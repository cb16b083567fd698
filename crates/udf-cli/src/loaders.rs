//! File loaders for descriptors, rows, parameter maps and translations.
//!
//! Class descriptors come as JSON (the metadata service format) or as CSV
//! with one descriptor per row:
//!
//! | Field Name | Data Type | Min | Max | Required | Hints | Enum Type | Special Type | Range End |
//!
//! `Hints` is a list separated by `;`, `,` or spaces. A `Range End` on a row
//! declares a date-range constraint from that row's field to the named field.

use std::collections::BTreeMap;
use std::io::Read;
use std::path::Path;

use anyhow::{Context, Result, anyhow, bail};
use tracing::debug;
use udf_model::{
    BehaviorHint, ClassDescriptor, ConstraintKind, DataType, DynamicModel, FieldDescriptor,
    FieldPair, ParamMap,
};

/// One row of an option CSV.
#[derive(Debug, Clone, PartialEq, Eq)]
pub struct OptionRow {
    pub key: String,
    pub category: Option<String>,
    pub sub_category: Option<String>,
    pub kind: Option<String>,
}

fn header_index(headers: &csv::StringRecord, name: &str) -> Option<usize> {
    headers.iter().position(|h| h.trim().eq_ignore_ascii_case(name))
}

fn get_string(row: &csv::StringRecord, idx: Option<usize>) -> Option<String> {
    idx.and_then(|i| row.get(i))
        .map(str::trim)
        .filter(|s| !s.is_empty())
        .map(ToString::to_string)
}

fn split_list(s: Option<String>) -> Vec<String> {
    let Some(s) = s else {
        return Vec::new();
    };
    s.split([';', ',', ' '])
        .map(str::trim)
        .filter(|p| !p.is_empty())
        .map(ToString::to_string)
        .collect()
}

fn parse_flag(value: Option<&str>) -> bool {
    value.is_some_and(|v| {
        matches!(
            v.to_ascii_lowercase().as_str(),
            "y" | "yes" | "true" | "1" | "req"
        )
    })
}

fn parse_bound(value: Option<String>, line: usize, column: &str) -> Result<Option<f64>> {
    value
        .map(|v| {
            v.parse::<f64>()
                .map_err(|_| anyhow!("line {line}: invalid {column} '{v}'"))
        })
        .transpose()
}

/// Parse descriptor rows from CSV.
pub fn parse_descriptor_csv<R: Read>(reader: R, class_name: &str) -> Result<ClassDescriptor> {
    let mut reader = csv::ReaderBuilder::new()
        .has_headers(true)
        .trim(csv::Trim::All)
        .from_reader(reader);
    let headers = reader.headers().context("read CSV headers")?.clone();

    let idx_name = header_index(&headers, "Field Name")
        .ok_or_else(|| anyhow!("missing 'Field Name' column"))?;
    let idx_type = header_index(&headers, "Data Type")
        .ok_or_else(|| anyhow!("missing 'Data Type' column"))?;
    let idx_min = header_index(&headers, "Min");
    let idx_max = header_index(&headers, "Max");
    let idx_required = header_index(&headers, "Required");
    let idx_hints = header_index(&headers, "Hints");
    let idx_enum = header_index(&headers, "Enum Type");
    let idx_special = header_index(&headers, "Special Type");
    let idx_range_end = header_index(&headers, "Range End");

    let mut fields = Vec::new();
    let mut ranges = Vec::new();
    for (offset, row) in reader.records().enumerate() {
        // header is line 1
        let line = offset + 2;
        let row = row.with_context(|| format!("read CSV line {line}"))?;
        let name = get_string(&row, Some(idx_name))
            .ok_or_else(|| anyhow!("line {line}: missing Field Name"))?;
        let data_type = get_string(&row, Some(idx_type))
            .map(|t| t.parse::<DataType>().unwrap_or(DataType::Unknown))
            .unwrap_or(DataType::Unknown);

        let mut field = FieldDescriptor::new(name.clone(), data_type).with_bounds(
            parse_bound(get_string(&row, idx_min), line, "Min")?,
            parse_bound(get_string(&row, idx_max), line, "Max")?,
        );
        field.required = parse_flag(get_string(&row, idx_required).as_deref());
        for hint in split_list(get_string(&row, idx_hints)) {
            field = field.with_hint(hint.parse::<BehaviorHint>().unwrap_or(BehaviorHint::Unknown));
        }
        if let Some(enum_type) = get_string(&row, idx_enum) {
            field = field.with_enum_type(enum_type);
        }
        if let Some(code) = get_string(&row, idx_special) {
            let code = code
                .parse::<u32>()
                .map_err(|_| anyhow!("line {line}: invalid Special Type '{code}'"))?;
            field = field.with_special_type(code);
        }
        if let Some(end) = get_string(&row, idx_range_end) {
            ranges.push(FieldPair::new(name, end));
        }
        fields.push(field);
    }

    if ranges.len() > 1 {
        bail!("only one Range End is supported per class, found {}", ranges.len());
    }
    let mut class = ClassDescriptor::new(class_name, fields);
    if let Some(pair) = ranges.pop() {
        class = class.with_constraint(ConstraintKind::DateRange, pair);
    }
    Ok(class)
}

/// Load a class descriptor from `.json` or `.csv`.
///
/// CSV classes are named after the file stem.
pub fn load_class(path: &Path) -> Result<ClassDescriptor> {
    let extension = path
        .extension()
        .and_then(|ext| ext.to_str())
        .map(str::to_ascii_lowercase);
    let class = match extension.as_deref() {
        Some("csv") => {
            let file = std::fs::File::open(path)
                .with_context(|| format!("open {}", path.display()))?;
            let name = path
                .file_stem()
                .and_then(|stem| stem.to_str())
                .unwrap_or("class");
            parse_descriptor_csv(file, name).with_context(|| format!("parse {}", path.display()))?
        }
        _ => read_json(path)?,
    };
    debug!(
        class = %class.name,
        fields = class.fields.len(),
        constraints = class.constraints.len(),
        "loaded class descriptor"
    );
    Ok(class)
}

fn read_json<T: serde::de::DeserializeOwned>(path: &Path) -> Result<T> {
    let text =
        std::fs::read_to_string(path).with_context(|| format!("read {}", path.display()))?;
    serde_json::from_str(&text).with_context(|| format!("parse {}", path.display()))
}

/// JSON array of row objects.
pub fn load_rows(path: &Path) -> Result<Vec<DynamicModel>> {
    read_json(path)
}

pub fn load_model(path: &Path) -> Result<DynamicModel> {
    read_json(path)
}

pub fn load_params(path: &Path) -> Result<ParamMap> {
    let text =
        std::fs::read_to_string(path).with_context(|| format!("read {}", path.display()))?;
    udf_codec::param_map_from_json(&text).with_context(|| format!("parse {}", path.display()))
}

/// JSON object mapping translation keys to display text.
pub fn load_translations(path: &Path) -> Result<BTreeMap<String, String>> {
    read_json(path)
}

/// Parse option rows (`Key`, `Category`, `Sub-Category`, `Kind`).
pub fn parse_options_csv<R: Read>(reader: R) -> Result<Vec<OptionRow>> {
    let mut reader = csv::ReaderBuilder::new()
        .has_headers(true)
        .trim(csv::Trim::All)
        .from_reader(reader);
    let headers = reader.headers().context("read CSV headers")?.clone();
    let idx_key = header_index(&headers, "Key").ok_or_else(|| anyhow!("missing 'Key' column"))?;
    let idx_category = header_index(&headers, "Category");
    let idx_sub = header_index(&headers, "Sub-Category");
    let idx_kind = header_index(&headers, "Kind");

    let mut rows = Vec::new();
    for (offset, row) in reader.records().enumerate() {
        let line = offset + 2;
        let row = row.with_context(|| format!("read CSV line {line}"))?;
        let key =
            get_string(&row, Some(idx_key)).ok_or_else(|| anyhow!("line {line}: missing Key"))?;
        rows.push(OptionRow {
            key,
            category: get_string(&row, idx_category),
            sub_category: get_string(&row, idx_sub),
            kind: get_string(&row, idx_kind),
        });
    }
    Ok(rows)
}

pub fn load_options(path: &Path) -> Result<Vec<OptionRow>> {
    let file = std::fs::File::open(path).with_context(|| format!("open {}", path.display()))?;
    parse_options_csv(file).with_context(|| format!("parse {}", path.display()))
}
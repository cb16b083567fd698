//! Value coercion for numeric descriptors.

use tracing::warn;
use udf_model::ScalarValue;

/// Parse numeric text.
///
/// Accepts surrounding whitespace and thousands separators ("1,234.5").
/// Non-finite results are rejected because they have no JSON form.
pub fn parse_numeric(value: &str) -> Option<f64> {
    let trimmed = value.trim();
    if trimmed.is_empty() {
        return None;
    }
    let cleaned = trimmed.replace([',', '\u{a0}'], "");
    cleaned.parse::<f64>().ok().filter(|n| n.is_finite())
}

/// Coerce a value bound to a numeric field.
///
/// Numbers are kept, numeric text is parsed, booleans become 1/0. Empty or
/// unparseable text becomes null.
pub fn coerce_numeric(field: &str, value: &ScalarValue) -> ScalarValue {
    match value {
        ScalarValue::Null => ScalarValue::Null,
        ScalarValue::Number(n) => ScalarValue::Number(*n),
        ScalarValue::Bool(flag) => ScalarValue::Number(if *flag { 1.0 } else { 0.0 }),
        ScalarValue::Text(text) => match parse_numeric(text) {
            Some(n) => ScalarValue::Number(n),
            None => {
                if !text.trim().is_empty() {
                    warn!(field, value = %text, "non-numeric text for numeric field, using null");
                }
                ScalarValue::Null
            }
        },
    }
}

#[cfg(test)]
mod tests {
    use super::*;

    #[test]
    fn parses_common_formats() {
        assert_eq!(parse_numeric(" 42 "), Some(42.0));
        assert_eq!(parse_numeric("-3.5"), Some(-3.5));
        assert_eq!(parse_numeric("1,234.5"), Some(1234.5));
        assert_eq!(parse_numeric("1e3"), Some(1000.0));
        assert_eq!(parse_numeric(""), None);
        assert_eq!(parse_numeric("NaN"), None);
        assert_eq!(parse_numeric("abc"), None);
    }

    #[test]
    fn coercion_rules() {
        assert_eq!(
            coerce_numeric("n", &ScalarValue::text("7")),
            ScalarValue::Number(7.0)
        );
        assert_eq!(
            coerce_numeric("n", &ScalarValue::Bool(true)),
            ScalarValue::Number(1.0)
        );
        assert_eq!(coerce_numeric("n", &ScalarValue::text("")), ScalarValue::Null);
        assert_eq!(coerce_numeric("n", &ScalarValue::text("x")), ScalarValue::Null);
        assert_eq!(
            coerce_numeric("n", &ScalarValue::Number(2.5)),
            ScalarValue::Number(2.5)
        );
    }
}
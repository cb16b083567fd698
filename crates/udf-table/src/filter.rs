//! Named filter predicates and row filtering.

use std::cmp::Ordering;
use std::collections::BTreeMap;

use serde::{Deserialize, Serialize};
use tracing::debug;
use udf_model::{DynamicModel, ScalarValue};

use crate::column::{ColumnConfig, find_column};
use crate::error::{Result, TableError};
use crate::translate::{TranslationCache, cell_value};

pub const NOOP: &str = "noop";
pub const DATE_IS: &str = "dateIs";
pub const DATE_BEFORE: &str = "dateBefore";
pub const DATE_AFTER: &str = "dateAfter";

/// `(cell, filter) -> keep row`. The built-ins keep every row for an unset
/// filter value, also when called directly.
pub type FilterPredicate = fn(&ScalarValue, &ScalarValue) -> bool;

/// A filter value is unset when absent, null or an empty string.
pub fn is_unset(filter: &ScalarValue) -> bool {
    match filter {
        ScalarValue::Null => true,
        ScalarValue::Text(text) => text.is_empty(),
        _ => false,
    }
}

fn noop(_: &ScalarValue, _: &ScalarValue) -> bool {
    true
}

/// Compare calendar days; an unset filter keeps the row.
fn compare_dates(
    cell: &ScalarValue,
    filter: &ScalarValue,
    keep: fn(Ordering) -> bool,
) -> bool {
    if is_unset(filter) {
        return true;
    }
    matches!((cell.as_date(), filter.as_date()), (Some(c), Some(f)) if keep(c.cmp(&f)))
}

fn date_is(cell: &ScalarValue, filter: &ScalarValue) -> bool {
    compare_dates(cell, filter, Ordering::is_eq)
}

fn date_before(cell: &ScalarValue, filter: &ScalarValue) -> bool {
    compare_dates(cell, filter, Ordering::is_le)
}

fn date_after(cell: &ScalarValue, filter: &ScalarValue) -> bool {
    compare_dates(cell, filter, Ordering::is_ge)
}

/// A filter applied to one column.
#[derive(Debug, Clone, PartialEq, Serialize, Deserialize)]
#[serde(rename_all = "camelCase")]
pub struct ActiveFilter {
    pub field: String,
    pub predicate: String,
    #[serde(default)]
    pub value: ScalarValue,
}

impl ActiveFilter {
    pub fn new(
        field: impl Into<String>,
        predicate: impl Into<String>,
        value: impl Into<ScalarValue>,
    ) -> Self {
        Self {
            field: field.into(),
            predicate: predicate.into(),
            value: value.into(),
        }
    }
}

/// Registry of named filter predicates.
#[derive(Debug, Clone)]
pub struct FilterService {
    predicates: BTreeMap<String, FilterPredicate>,
}

impl Default for FilterService {
    /// A service with the built-in predicates registered.
    fn default() -> Self {
        let mut service = Self::empty();
        service.register(NOOP, noop);
        service.register(DATE_IS, date_is);
        service.register(DATE_BEFORE, date_before);
        service.register(DATE_AFTER, date_after);
        service
    }
}

impl FilterService {
    pub fn new() -> Self {
        Self::default()
    }

    /// A service without any predicates.
    pub fn empty() -> Self {
        Self {
            predicates: BTreeMap::new(),
        }
    }

    /// Register a predicate. An existing registration under the same name is
    /// kept and `false` is returned.
    pub fn register(&mut self, name: impl Into<String>, predicate: FilterPredicate) -> bool {
        let name = name.into();
        if self.predicates.contains_key(&name) {
            debug!(name = %name, "filter predicate already registered");
            return false;
        }
        self.predicates.insert(name, predicate);
        true
    }

    pub fn get(&self, name: &str) -> Option<FilterPredicate> {
        self.predicates.get(name).copied()
    }

    pub fn names(&self) -> impl Iterator<Item = &str> {
        self.predicates.keys().map(String::as_str)
    }

    /// Apply a named predicate; unset filter values always pass.
    ///
    /// # Errors
    ///
    /// Returns [`TableError::UnknownFilter`] for an unregistered name.
    pub fn test(&self, name: &str, cell: &ScalarValue, filter: &ScalarValue) -> Result<bool> {
        let predicate = self
            .get(name)
            .ok_or_else(|| TableError::UnknownFilter(name.to_string()))?;
        Ok(is_unset(filter) || predicate(cell, filter))
    }

    /// Whether a row passes every active filter.
    pub fn matches(
        &self,
        row: &DynamicModel,
        filters: &[ActiveFilter],
        columns: &[ColumnConfig],
        cache: &TranslationCache,
    ) -> Result<bool> {
        for filter in filters {
            let cell = match find_column(columns, &filter.field) {
                Some(column) => cell_value(column, row, cache),
                None => row.value(&filter.field).clone(),
            };
            if !self.test(&filter.predicate, &cell, &filter.value)? {
                return Ok(false);
            }
        }
        Ok(true)
    }

    /// Rows passing every active filter, in input order.
    pub fn filter_rows<'a>(
        &self,
        rows: &'a [DynamicModel],
        filters: &[ActiveFilter],
        columns: &[ColumnConfig],
        cache: &TranslationCache,
    ) -> Result<Vec<&'a DynamicModel>> {
        let mut kept = Vec::with_capacity(rows.len());
        for row in rows {
            if self.matches(row, filters, columns, cache)? {
                kept.push(row);
            }
        }
        debug!(rows = rows.len(), kept = kept.len(), "filtered rows");
        Ok(kept)
    }
}

#[cfg(test)]
mod tests {
    use super::*;

    #[test]
    fn unset_values() {
        assert!(is_unset(&ScalarValue::Null));
        assert!(is_unset(&ScalarValue::text("")));
        assert!(!is_unset(&ScalarValue::text(" ")));
        assert!(!is_unset(&ScalarValue::Bool(false)));
    }

    #[test]
    fn date_predicates_compare_calendar_days() {
        let cell = ScalarValue::text("2024-03-29T23:59:00Z");
        let same = ScalarValue::text("2024-03-29");
        let later = ScalarValue::text("2024-04-01");
        assert!(date_is(&cell, &same));
        assert!(date_before(&cell, &same));
        assert!(date_before(&cell, &later));
        assert!(date_after(&cell, &same));
        assert!(!date_after(&cell, &later));
        assert!(!date_is(&ScalarValue::Null, &same));
    }

    #[test]
    fn date_predicates_keep_rows_for_unset_filter() {
        let cell = ScalarValue::text("2024-03-29");
        for predicate in [date_is, date_before, date_after] {
            assert!(predicate(&cell, &ScalarValue::Null));
            assert!(predicate(&cell, &ScalarValue::text("")));
            assert!(predicate(&ScalarValue::Null, &ScalarValue::Null));
        }
    }
}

* * * * * * *

Assignment: Please show the lines in the entries above that hold the string "BTreeMap".

Response:
use std::collections::BTreeMap;
pub fn load_translations(path: &Path) -> Result<BTreeMap<String, String>> {
use std::collections::BTreeMap;
    predicates: BTreeMap<String, FilterPredicate>,
            predicates: BTreeMap::new(),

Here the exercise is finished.